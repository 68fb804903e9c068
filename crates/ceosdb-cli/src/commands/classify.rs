//! Classify command
//!
//! Usage: ceosdb classify [--dry-run] [--json]

use super::Context;
use ceosdb_engine::commands::classify::ClassifyOptions;
use ceosdb_engine::{apply_engine_command, EngineCommand, EngineCommandResult};
use clap::Args;

#[derive(Debug, Args)]
pub struct ClassifyArgs {
    /// Compute and print labels without storing them
    #[arg(long)]
    pub dry_run: bool,

    /// Print the full outcome as JSON
    #[arg(long)]
    pub json: bool,
}

pub fn execute(ctx: &Context, args: ClassifyArgs) -> anyhow::Result<()> {
    let mut conn = ctx.open_store()?;

    let options = ClassifyOptions {
        thresholds: ctx.settings.classifier,
        dry_run: args.dry_run,
    };
    let EngineCommandResult::Classify(outcome) =
        apply_engine_command(EngineCommand::Classify(options), &mut conn)?
    else {
        anyhow::bail!("unexpected engine result for classify");
    };

    if args.json {
        println!("{}", serde_json::to_string_pretty(&outcome)?);
        return Ok(());
    }

    if args.dry_run {
        for result in &outcome.results {
            println!(
                "{}\t{}\t{}",
                result.subject.kind,
                result.subject.id,
                result.label_text().as_deref().unwrap_or("-")
            );
        }
    }
    println!(
        "{} {} of {} groups (population {}, run {})",
        if outcome.persisted { "✓ Labelled" } else { "Would label" },
        outcome.labelled_count,
        outcome.group_count,
        outcome.population,
        outcome.run_id
    );
    Ok(())
}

### [GOAL OF THE EXERCISE]
Scan the material line by line and report each one that contains "commands".

### [SOLUTION]
filename crates/ceosdb-cli/src/commands/classify.rs
use ceosdb_engine::commands::classify::ClassifyOptions;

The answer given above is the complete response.